Avian lineage H4N6 influenza viruses previously isolated from pigs differ at hemagglutinin amino acids 226 and 228 from H4 subtype viruses isolated from birds. Using a parental H4N6 swine isolate and hemagglutinin mutant viruses (at residues 226 and/or 228), we determined that viruses which contain L226 had a higher affinity for sialic acid alpha2,6 galactose (SAalpha2,6Gal) and a higher infectivity level for primary swine and human respiratory epithelial cells, whereas viruses which contain Q226 had lower SAalpha2,6Gal affinity and lower infectivity levels for both types of cells. Using specific neuraminidases, we found that irrespective of their relative binding preferences, all of the influenza viruses examined utilized SAalpha2,6Gal to infect swine and human cells.

FIG. 1.

Infectivity levels of the H4N6 influenza viruses in SRECs and HRECs. Cells were infected with three TCID₅₀s/cell for each virus, and infected cells were identified by immunocytochemistry (ICC) using the anti-influenza A NP antibody 68D2 (kindly provided by Y. Kawaoka, University of Wisconsin-Madison).

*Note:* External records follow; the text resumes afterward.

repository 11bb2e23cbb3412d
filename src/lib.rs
//! Sample an analog input and report it over serial, once per second.
//!
//! Bare-metal drivers for the STM32F446 clock tree, TIM6, USART2 and ADC1, written against the
//! [`regs::Bus`] abstraction so they run unchanged on the host against a simulated register file.

#![cfg_attr(not(test), no_std)]

pub mod adc;
pub mod ascii;
pub mod config;
pub mod device;
pub mod driver;
pub mod num;
pub mod panic;
pub mod rcc;
pub mod regs;
pub mod report;
pub mod serial;
pub mod tim;
pub mod wait;

#[cfg(test)]
mod sim;
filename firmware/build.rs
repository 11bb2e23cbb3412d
use std::env;
use std::fs;
use std::path::PathBuf;

fn main() {
    let out_dir = PathBuf::from(env::var("OUT_DIR").unwrap());
    fs::copy("memory.x", out_dir.join("memory.x")).unwrap();
    println!("cargo:rustc-link-search={}", out_dir.display());
    println!("cargo:rerun-if-changed=memory.x");
    println!("cargo:rerun-if-changed=build.rs");
}
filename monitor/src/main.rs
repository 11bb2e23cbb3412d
use monitor::{err, session};
use std::io;

fn main() -> Result<(), err::DebugFromDisplay<io::Error>> {
    if atty::is(atty::Stream::Stdin) {
        eprintln!("Serial output must be piped into stdin, for example:");
        eprintln!();
        eprintln!("    stty -F /dev/ttyACM0 115200 raw && cat /dev/ttyACM0 | monitor");
        eprintln!();
        eprintln!("Report lines are charted, anything else is shown in the log.");
        eprintln!("Press q or Ctrl-C to exit.");
        return Ok(());
    }

    session::run(io::stdin().lock())?;
    Ok(())
}
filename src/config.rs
/// Dump the compile-time configuration to the debug log.
#[cfg(feature = "defmt")]
pub fn dump_to_log() {
    defmt::info!(
        "\n\
        Debugging flags:\n\
        - LOG_SAMPLES: {}\n\
        Clocks:\n\
        - HSE_FREQ: {} Hz\n\
        - SYSCLK:   {} Hz (PLL M={} N={} P={})\n\
        - HCLK:     {} Hz\n\
        - PCLK1:    {} Hz (timers {} Hz)\n\
        - PCLK2:    {} Hz\n\
        - FLASH_LATENCY: {} WS\n\
        Timer:\n\
        - TICK: {} Hz (PSC={})\n\
        Serial:\n\
        - BAUD: {} (BRR mantissa={} fraction={})\n\
        ADC:\n\
        - ADCCLK: {} Hz\n\
        - CHANNEL: {}\n\
        - RESOLUTION_BITS: {}\n\
        Driver:\n\
        - SAMPLE_PERIOD: {} ms\n\
        ",
        debug::LOG_SAMPLES,
        clk::HSE_FREQ.to_Hz(),
        clk::SYSCLK.to_Hz(),
        clk::PLL_M,
        clk::PLL_N,
        clk::PLL_P,
        clk::HCLK.to_Hz(),
        clk::PCLK1.to_Hz(),
        clk::TIMCLK1.to_Hz(),
        clk::PCLK2.to_Hz(),
        clk::FLASH_LATENCY,
        tim::TICK.to_Hz(),
        tim::PSC,
        serial::BAUD.to_Hz(),
        serial::BRR_MANTISSA,
        serial::BRR_FRACTION,
        adc::ADCCLK.to_Hz(),
        adc::CHANNEL,
        adc::RESOLUTION_BITS,
        driver::SAMPLE_PERIOD.to_millis(),
    );
}

/// Debugging flags
pub mod debug {
    /// Log every sample over the debug channel, in addition to sending it over serial
    pub const LOG_SAMPLES: bool = true;
}

/// Clock configuration
///
/// See clock tree in RM0390, figure 13.
/// Rough layout:
///
///   HSE -> /M -> xN -> /P -> SYSCLK -> AHB prescaler -> HCLK -> APB1 prescaler -> PCLK1 (x2 for timers)
///                                        / 1,2..512            |   / 1,2,4,8,16
///                                                              |
///                                                              -> APB2 prescaler -> PCLK2
///                                                                  / 1,2,4,8,16  |
///                                                                                -> ADC prescaler -> ADCCLK
///                                                                                    / 2,4,6,8
pub mod clk {
    use fugit::HertzU32;

    /// 8MHz crystal on the board
    pub const HSE_FREQ: HertzU32 = HertzU32::MHz(8);

    /// VCO input = HSE / M (should be 1-2MHz, 2MHz reduces jitter)
    pub const PLL_M: u32 = 4;
    /// VCO output = VCO input * N (100-432MHz)
    pub const PLL_N: u32 = 180;
    /// SYSCLK = VCO output / P
    pub const PLL_P: u32 = 2;

    const VCO_IN_HZ: u32 = HSE_FREQ.to_Hz() / PLL_M;
    const VCO_OUT_HZ: u32 = VCO_IN_HZ * PLL_N;

    const _: () = assert!(HSE_FREQ.to_Hz() % PLL_M == 0);
    const _: () = assert!(VCO_IN_HZ >= 1_000_000 && VCO_IN_HZ <= 2_000_000);
    const _: () = assert!(VCO_OUT_HZ >= 100_000_000 && VCO_OUT_HZ <= 432_000_000);

    /// Max 180MHz (with overdrive off, regulator at scale 1)
    pub const SYSCLK: HertzU32 = HertzU32::Hz(VCO_OUT_HZ / PLL_P);
    pub const SYSCLK_HZ: u32 = SYSCLK.to_Hz();
    const _: () = assert!(SYSCLK_HZ <= 180_000_000);

    /// AHB prescaler @ /1
    pub const AHB_DIV: u32 = 1;
    pub const HCLK: HertzU32 = HertzU32::Hz(SYSCLK_HZ / AHB_DIV);

    /// APB1 prescaler @ /4 (max 45MHz)
    pub const APB1_DIV: u32 = 4;
    pub const PCLK1: HertzU32 = HertzU32::Hz(HCLK.to_Hz() / APB1_DIV);
    const _: () = assert!(PCLK1.to_Hz() <= 45_000_000);

    /// APB1 timers run at twice PCLK1 whenever the APB1 prescaler divides
    pub const TIMCLK1: HertzU32 = if APB1_DIV == 1 {
        PCLK1
    } else {
        HertzU32::Hz(PCLK1.to_Hz() * 2)
    };

    /// APB2 prescaler @ /2 (max 90MHz)
    pub const APB2_DIV: u32 = 2;
    pub const PCLK2: HertzU32 = HertzU32::Hz(HCLK.to_Hz() / APB2_DIV);
    const _: () = assert!(PCLK2.to_Hz() <= 90_000_000);

    /// One wait state per 30MHz of HCLK (2.7-3.6V supply)
    pub const FLASH_LATENCY: u32 = (HCLK.to_Hz() - 1) / 30_000_000;
    const _: () = assert!(FLASH_LATENCY <= 15);
}

/// Delay timer (TIM6) configuration
pub mod tim {
    use crate::config;
    use fugit::HertzU32;

    /// Counter increments once per microsecond
    pub const TICK: HertzU32 = HertzU32::MHz(1);

    pub const PSC: u32 = config::clk::TIMCLK1.to_Hz() / TICK.to_Hz() - 1;
    const _: () = assert!(config::clk::TIMCLK1.to_Hz() % TICK.to_Hz() == 0);
    const _: () = assert!(PSC <= 0xffff);

    /// Free-running over the whole 16-bit range
    pub const ARR: u32 = 0xffff;
}

/// Serial (USART2) configuration
pub mod serial {
    use crate::config;
    use fugit::HertzU32;

    pub const BAUD: HertzU32 = HertzU32::Hz(115_200);

    /// USARTDIV in 1/16ths, rounded to nearest (16x oversampling)
    const USARTDIV_X16: u32 = (config::clk::PCLK1.to_Hz() + BAUD.to_Hz() / 2) / BAUD.to_Hz();
    pub const BRR_MANTISSA: u32 = USARTDIV_X16 >> 4;
    pub const BRR_FRACTION: u32 = USARTDIV_X16 & 0xf;
    const _: () = assert!(BRR_MANTISSA > 0 && BRR_MANTISSA <= 0xfff);

    /// PA2
    pub const TX_PIN: u8 = 2;
    /// PA3
    pub const RX_PIN: u8 = 3;

    /// Passed along with every line; has no effect on transmission.
    pub const SEND_TIMEOUT_MS: u32 = 300;
}

/// ADC configuration
pub mod adc {
    use crate::config;
    use fugit::HertzU32;

    /// ADC prescaler @ /4 (max 36MHz)
    pub const CLK_DIV: u32 = 4;
    pub const ADCCLK: HertzU32 = HertzU32::Hz(config::clk::PCLK2.to_Hz() / CLK_DIV);
    const _: () = assert!(ADCCLK.to_Hz() <= 36_000_000);

    pub const RESOLUTION_BITS: u32 = 12;
    pub const MAX_POSSIBLE_SAMPLE: u16 = (1 << RESOLUTION_BITS) - 1;

    /// Channels given a sample time and pin setup.
    /// Only the first one is ever converted.
    pub const SCAN_CHANNELS: [u8; 2] = [1, 4];
    #[allow(clippy::cast_possible_truncation)]
    pub const SEQUENCE_LEN: u32 = SCAN_CHANNELS.len() as u32;
    const _: () = assert!(SEQUENCE_LEN >= 1 && SEQUENCE_LEN <= 16);

    /// Channel sampled by the main loop (PA1)
    pub const CHANNEL: u8 = SCAN_CHANNELS[0];

    /// Iterations of the busy loop after ADON, ~10us worth
    pub const STABILIZATION_LOOPS: u32 = 10_000;

    /// Reference voltage in volts
    pub const VREF: f32 = 3.3;

    /// Sample value that corresponds to `VREF`
    pub const FULL_SCALE: f32 = 4096.0;
}

/// Main loop configuration
pub mod driver {
    use fugit::MillisDurationU32;

    /// Delay between samples
    pub const SAMPLE_PERIOD: MillisDurationU32 = MillisDurationU32::millis(1000);
    const _: () = assert!(SAMPLE_PERIOD.to_millis() <= u16::MAX as u32);

    /// Capacity of the line buffer for one report
    pub const LINE_LEN: usize = 64;
}
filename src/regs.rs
//! Register access.
//!
//! Every peripheral register touched by the firmware is named in [`crate::device`],
//! and every access goes through a [`Bus`], so the same driver code runs against
//! real memory-mapped hardware ([`Mmio`]) and against a simulated register file in tests.

use core::ptr::{read_volatile, write_volatile};

/// A 32-bit peripheral register, identified by its absolute address.
#[derive(Copy, Clone, Debug, PartialEq, Eq, PartialOrd, Ord)]
#[cfg_attr(feature = "defmt", derive(defmt::Format))]
pub struct Register(u32);

impl Register {
    pub const fn at(addr: u32) -> Self {
        Self(addr)
    }

    pub const fn addr(self) -> u32 {
        self.0
    }
}

/// A block of registers starting at a fixed base address.
#[derive(Copy, Clone, Debug, PartialEq, Eq)]
#[cfg_attr(feature = "defmt", derive(defmt::Format))]
pub struct Block(u32);

impl Block {
    pub const fn at(base: u32) -> Self {
        Self(base)
    }

    pub const fn base(self) -> u32 {
        self.0
    }

    pub const fn reg(self, offset: u32) -> Register {
        Register(self.0 + offset)
    }
}

/// A contiguous bit field within a register.
#[derive(Copy, Clone, Debug, PartialEq, Eq)]
#[cfg_attr(feature = "defmt", derive(defmt::Format))]
pub struct Field {
    offset: u8,
    width: u8,
}

impl Field {
    /// A single-bit field.
    pub const fn bit(offset: u8) -> Self {
        Self::bits(offset, 1)
    }

    pub const fn bits(offset: u8, width: u8) -> Self {
        assert!(width > 0 && offset as u32 + width as u32 <= 32);
        Self { offset, width }
    }

    /// The `width` low bits, not yet shifted into place.
    pub const fn max(self) -> u32 {
        u32::MAX >> (32 - self.width as u32)
    }

    pub const fn mask(self) -> u32 {
        self.max() << self.offset
    }
}

/// The contents of a register.
#[derive(Copy, Clone, Debug, Default, PartialEq, Eq)]
#[cfg_attr(feature = "defmt", derive(defmt::Format))]
pub struct Word(pub u32);

impl Word {
    pub const RESET: Word = Word(0);

    pub const fn bits(self) -> u32 {
        self.0
    }

    pub const fn get(self, field: Field) -> u32 {
        (self.0 & field.mask()) >> field.offset
    }

    pub const fn is_set(self, field: Field) -> bool {
        self.0 & field.mask() != 0
    }

    /// Replace the contents of `field` with `value`.
    ///
    /// Bits of `value` that do not fit in the field are an error (checked in debug mode).
    pub const fn with(self, field: Field, value: u32) -> Self {
        debug_assert!(value <= field.max());
        Self((self.0 & !field.mask()) | ((value << field.offset) & field.mask()))
    }

    /// Set every bit of `field`.
    pub const fn set(self, field: Field) -> Self {
        Self(self.0 | field.mask())
    }

    /// Clear every bit of `field`.
    pub const fn clear(self, field: Field) -> Self {
        Self(self.0 & !field.mask())
    }
}

/// Read/write access to peripheral registers.
///
/// Accesses take `&self`: registers are shared hardware state, and a read may itself have
/// side effects (e.g. reading a UART data register clears its receive flag).
pub trait Bus {
    fn read(&self, reg: Register) -> Word;

    fn write(&self, reg: Register, value: Word);

    /// Read-modify-write.
    ///
    /// Not atomic, which is fine since nothing else runs concurrently.
    fn modify(&self, reg: Register, f: impl FnOnce(Word) -> Word) {
        let value = self.read(reg);
        self.write(reg, f(value));
    }
}

/// Volatile access to the real memory-mapped registers.
#[derive(Debug)]
pub struct Mmio {
    _private: (),
}

impl Mmio {
    /// # Safety
    ///
    /// The caller must own every peripheral named in [`crate::device`] for as long as the
    /// returned value (or anything borrowing it) is alive, and the program must be running on
    /// the device that [`crate::device`] describes.
    pub const unsafe fn new() -> Self {
        Self { _private: () }
    }
}

impl Bus for Mmio {
    #[inline(always)]
    fn read(&self, reg: Register) -> Word {
        // Safety: guaranteed by the contract of `Mmio::new`
        Word(unsafe { read_volatile(reg.addr() as *const u32) })
    }

    #[inline(always)]
    fn write(&self, reg: Register, value: Word) {
        // Safety: guaranteed by the contract of `Mmio::new`
        unsafe { write_volatile(reg.addr() as *mut u32, value.bits()) }
    }
}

Following ICC staining, the brightness and contrast of HREC micrographs were adjusted with ACDSee Photo Editor (ACD Systems) and PowerPoint (Microsoft) software to match that of the SREC micrographs. Similar patterns were observed in repeated experiments and with cells from different pig and human donors. Magnification, ×60.

FIG. 2.

Lectin staining and H4N6 influenza virus infectivity after NA depletion of cell surface sialic acid are shown. Removal of sialic acids from the surfaces of SRECs (A) and HRECs (B). Cells were treated with either an α2,3-specific NA or an α2,3/α2,6 NA, followed by cell surface lectin staining with MAA (SAα2,3Gal) or SNA (SAα2,6Gal). Values shown are the geometric means of fluorescent intensity (± standard errors of the means [SEM]) normalized such that the fluorescence intensity of untreated cells is 100% and the fluorescence intensity of mock lectin-treated cells is 0%. Data are the results of four separate experiments performed in duplicate. Virus infectivity levels after NA treatment of SRECs (C) and HRECs (D) are shown. Data are the results of four separate experiments with each virus assayed in triplicate for each experiment. Results are the means ± SEM. Statistically significant differences were observed between the infectivity levels of untreated and α2,3/α2,6 NA-treated cells (analysis of variance-protected Student's t tests; *, P < 0.05; **, P < 0.01).